◆ Stored items
──────

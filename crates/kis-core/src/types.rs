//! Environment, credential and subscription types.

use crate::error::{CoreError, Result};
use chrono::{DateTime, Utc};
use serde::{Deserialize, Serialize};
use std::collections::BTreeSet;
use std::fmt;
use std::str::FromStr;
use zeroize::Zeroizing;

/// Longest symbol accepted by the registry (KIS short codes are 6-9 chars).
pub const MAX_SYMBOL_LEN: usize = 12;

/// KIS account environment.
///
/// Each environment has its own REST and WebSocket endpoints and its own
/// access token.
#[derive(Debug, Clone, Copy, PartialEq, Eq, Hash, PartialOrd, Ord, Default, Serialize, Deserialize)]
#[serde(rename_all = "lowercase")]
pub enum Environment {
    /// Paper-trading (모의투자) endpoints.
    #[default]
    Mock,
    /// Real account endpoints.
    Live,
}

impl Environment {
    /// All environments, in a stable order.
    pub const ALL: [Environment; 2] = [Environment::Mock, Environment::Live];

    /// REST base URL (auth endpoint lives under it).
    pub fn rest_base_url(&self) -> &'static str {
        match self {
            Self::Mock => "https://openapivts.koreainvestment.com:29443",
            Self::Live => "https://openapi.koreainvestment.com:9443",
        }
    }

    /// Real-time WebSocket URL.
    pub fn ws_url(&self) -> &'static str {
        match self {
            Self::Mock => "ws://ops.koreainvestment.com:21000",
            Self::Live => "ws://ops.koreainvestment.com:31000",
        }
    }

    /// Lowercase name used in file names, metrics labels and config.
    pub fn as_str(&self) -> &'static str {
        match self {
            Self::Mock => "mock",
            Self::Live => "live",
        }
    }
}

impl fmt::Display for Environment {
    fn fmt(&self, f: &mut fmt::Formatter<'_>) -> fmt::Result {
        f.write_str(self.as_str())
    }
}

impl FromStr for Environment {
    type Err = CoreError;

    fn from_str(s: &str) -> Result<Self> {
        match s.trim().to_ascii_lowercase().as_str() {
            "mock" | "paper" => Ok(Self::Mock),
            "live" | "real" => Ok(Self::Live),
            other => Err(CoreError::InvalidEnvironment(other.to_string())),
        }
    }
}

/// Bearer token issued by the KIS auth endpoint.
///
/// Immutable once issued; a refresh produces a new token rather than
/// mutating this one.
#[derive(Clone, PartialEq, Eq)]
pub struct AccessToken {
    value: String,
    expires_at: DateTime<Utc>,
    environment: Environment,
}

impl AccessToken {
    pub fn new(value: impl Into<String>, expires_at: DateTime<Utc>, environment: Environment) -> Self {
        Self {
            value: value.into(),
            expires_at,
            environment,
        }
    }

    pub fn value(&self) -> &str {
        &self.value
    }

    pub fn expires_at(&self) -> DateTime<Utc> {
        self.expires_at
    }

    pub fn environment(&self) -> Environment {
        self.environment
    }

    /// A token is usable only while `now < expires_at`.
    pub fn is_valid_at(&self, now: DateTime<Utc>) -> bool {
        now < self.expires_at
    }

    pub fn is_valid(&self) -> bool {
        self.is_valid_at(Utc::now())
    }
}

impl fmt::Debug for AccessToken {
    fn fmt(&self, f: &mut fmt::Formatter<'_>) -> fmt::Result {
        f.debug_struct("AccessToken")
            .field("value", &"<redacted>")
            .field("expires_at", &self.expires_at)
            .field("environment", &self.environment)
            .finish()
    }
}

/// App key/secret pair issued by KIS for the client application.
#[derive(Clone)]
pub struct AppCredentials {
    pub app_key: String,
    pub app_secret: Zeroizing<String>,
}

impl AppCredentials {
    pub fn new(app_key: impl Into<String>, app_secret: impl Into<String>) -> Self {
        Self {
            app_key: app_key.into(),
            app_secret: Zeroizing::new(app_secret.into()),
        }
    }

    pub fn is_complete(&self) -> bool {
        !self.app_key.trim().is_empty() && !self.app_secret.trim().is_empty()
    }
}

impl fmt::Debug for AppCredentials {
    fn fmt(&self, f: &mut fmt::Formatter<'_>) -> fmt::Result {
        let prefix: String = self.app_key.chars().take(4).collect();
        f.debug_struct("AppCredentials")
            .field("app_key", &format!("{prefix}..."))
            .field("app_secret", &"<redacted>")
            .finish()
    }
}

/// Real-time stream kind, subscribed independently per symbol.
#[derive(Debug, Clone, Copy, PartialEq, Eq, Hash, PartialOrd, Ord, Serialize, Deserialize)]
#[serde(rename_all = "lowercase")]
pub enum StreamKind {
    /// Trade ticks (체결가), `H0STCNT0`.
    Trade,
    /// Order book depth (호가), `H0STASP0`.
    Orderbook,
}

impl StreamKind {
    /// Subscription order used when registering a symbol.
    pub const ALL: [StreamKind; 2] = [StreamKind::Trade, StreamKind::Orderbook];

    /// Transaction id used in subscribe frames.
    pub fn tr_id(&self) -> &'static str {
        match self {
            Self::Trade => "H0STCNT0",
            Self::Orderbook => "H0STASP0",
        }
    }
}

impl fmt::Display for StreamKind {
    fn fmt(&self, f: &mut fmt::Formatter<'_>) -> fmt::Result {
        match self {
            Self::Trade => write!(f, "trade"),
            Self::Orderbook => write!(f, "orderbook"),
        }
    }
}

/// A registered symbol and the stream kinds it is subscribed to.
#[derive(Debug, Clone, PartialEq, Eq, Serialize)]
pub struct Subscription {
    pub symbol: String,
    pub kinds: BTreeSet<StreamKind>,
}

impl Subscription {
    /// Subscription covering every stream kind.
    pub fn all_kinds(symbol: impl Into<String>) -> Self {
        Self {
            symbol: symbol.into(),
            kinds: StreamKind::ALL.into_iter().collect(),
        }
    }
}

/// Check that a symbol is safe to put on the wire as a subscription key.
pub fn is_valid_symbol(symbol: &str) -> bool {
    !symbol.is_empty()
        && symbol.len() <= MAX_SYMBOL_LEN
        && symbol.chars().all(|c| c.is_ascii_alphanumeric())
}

──────

◆ Assignment
Each line above should be reproduced exactly, with nothing omitted.

◆ Answer to the problem
filename crates/kis-core/src/types.rs
//! Environment, credential and subscription types.

use crate::error::{CoreError, Result};
use chrono::{DateTime, Utc};
use serde::{Deserialize, Serialize};
use std::collections::BTreeSet;
use std::fmt;
use std::str::FromStr;
use zeroize::Zeroizing;

/// Longest symbol accepted by the registry (KIS short codes are 6-9 chars).
pub const MAX_SYMBOL_LEN: usize = 12;

/// KIS account environment.
///
/// Each environment has its own REST and WebSocket endpoints and its own
/// access token.
#[derive(Debug, Clone, Copy, PartialEq, Eq, Hash, PartialOrd, Ord, Default, Serialize, Deserialize)]
#[serde(rename_all = "lowercase")]
pub enum Environment {
    /// Paper-trading (모의투자) endpoints.
    #[default]
    Mock,
    /// Real account endpoints.
    Live,
}

impl Environment {
    /// All environments, in a stable order.
    pub const ALL: [Environment; 2] = [Environment::Mock, Environment::Live];

    /// REST base URL (auth endpoint lives under it).
    pub fn rest_base_url(&self) -> &'static str {
        match self {
            Self::Mock => "https://openapivts.koreainvestment.com:29443",
            Self::Live => "https://openapi.koreainvestment.com:9443",
        }
    }

    /// Real-time WebSocket URL.
    pub fn ws_url(&self) -> &'static str {
        match self {
            Self::Mock => "ws://ops.koreainvestment.com:21000",
            Self::Live => "ws://ops.koreainvestment.com:31000",
        }
    }

    /// Lowercase name used in file names, metrics labels and config.
    pub fn as_str(&self) -> &'static str {
        match self {
            Self::Mock => "mock",
            Self::Live => "live",
        }
    }
}

impl fmt::Display for Environment {
    fn fmt(&self, f: &mut fmt::Formatter<'_>) -> fmt::Result {
        f.write_str(self.as_str())
    }
}

impl FromStr for Environment {
    type Err = CoreError;

    fn from_str(s: &str) -> Result<Self> {
        match s.trim().to_ascii_lowercase().as_str() {
            "mock" | "paper" => Ok(Self::Mock),
            "live" | "real" => Ok(Self::Live),
            other => Err(CoreError::InvalidEnvironment(other.to_string())),
        }
    }
}

/// Bearer token issued by the KIS auth endpoint.
///
/// Immutable once issued; a refresh produces a new token rather than
/// mutating this one.
#[derive(Clone, PartialEq, Eq)]
pub struct AccessToken {
    value: String,
    expires_at: DateTime<Utc>,
    environment: Environment,
}

impl AccessToken {
    pub fn new(value: impl Into<String>, expires_at: DateTime<Utc>, environment: Environment) -> Self {
        Self {
            value: value.into(),
            expires_at,
            environment,
        }
    }

    pub fn value(&self) -> &str {
        &self.value
    }

    pub fn expires_at(&self) -> DateTime<Utc> {
        self.expires_at
    }

    pub fn environment(&self) -> Environment {
        self.environment
    }

    /// A token is usable only while `now < expires_at`.
    pub fn is_valid_at(&self, now: DateTime<Utc>) -> bool {
        now < self.expires_at
    }

    pub fn is_valid(&self) -> bool {
        self.is_valid_at(Utc::now())
    }
}

impl fmt::Debug for AccessToken {
    fn fmt(&self, f: &mut fmt::Formatter<'_>) -> fmt::Result {
        f.debug_struct("AccessToken")
            .field("value", &"<redacted>")
            .field("expires_at", &self.expires_at)
            .field("environment", &self.environment)
            .finish()
    }
}

/// App key/secret pair issued by KIS for the client application.
#[derive(Clone)]
pub struct AppCredentials {
    pub app_key: String,
    pub app_secret: Zeroizing<String>,
}

impl AppCredentials {
    pub fn new(app_key: impl Into<String>, app_secret: impl Into<String>) -> Self {
        Self {
            app_key: app_key.into(),
            app_secret: Zeroizing::new(app_secret.into()),
        }
    }

    pub fn is_complete(&self) -> bool {
        !self.app_key.trim().is_empty() && !self.app_secret.trim().is_empty()
    }
}

impl fmt::Debug for AppCredentials {
    fn fmt(&self, f: &mut fmt::Formatter<'_>) -> fmt::Result {
        let prefix: String = self.app_key.chars().take(4).collect();
        f.debug_struct("AppCredentials")
            .field("app_key", &format!("{prefix}..."))
            .field("app_secret", &"<redacted>")
            .finish()
    }
}

/// Real-time stream kind, subscribed independently per symbol.
#[derive(Debug, Clone, Copy, PartialEq, Eq, Hash, PartialOrd, Ord, Serialize, Deserialize)]
#[serde(rename_all = "lowercase")]
pub enum StreamKind {
    /// Trade ticks (체결가), `H0STCNT0`.
    Trade,
    /// Order book depth (호가), `H0STASP0`.
    Orderbook,
}

impl StreamKind {
    /// Subscription order used when registering a symbol.
    pub const ALL: [StreamKind; 2] = [StreamKind::Trade, StreamKind::Orderbook];

    /// Transaction id used in subscribe frames.
    pub fn tr_id(&self) -> &'static str {
        match self {
            Self::Trade => "H0STCNT0",
            Self::Orderbook => "H0STASP0",
        }
    }
}

impl fmt::Display for StreamKind {
    fn fmt(&self, f: &mut fmt::Formatter<'_>) -> fmt::Result {
        match self {
            Self::Trade => write!(f, "trade"),
            Self::Orderbook => write!(f, "orderbook"),
        }
    }
}

/// A registered symbol and the stream kinds it is subscribed to.
#[derive(Debug, Clone, PartialEq, Eq, Serialize)]
pub struct Subscription {
    pub symbol: String,
    pub kinds: BTreeSet<StreamKind>,
}

impl Subscription {
    /// Subscription covering every stream kind.
    pub fn all_kinds(symbol: impl Into<String>) -> Self {
        Self {
            symbol: symbol.into(),
            kinds: StreamKind::ALL.into_iter().collect(),
        }
    }
}

/// Check that a symbol is safe to put on the wire as a subscription key.
pub fn is_valid_symbol(symbol: &str) -> bool {
    !symbol.is_empty()
        && symbol.len() <= MAX_SYMBOL_LEN
        && symbol.chars().all(|c| c.is_ascii_alphanumeric())
}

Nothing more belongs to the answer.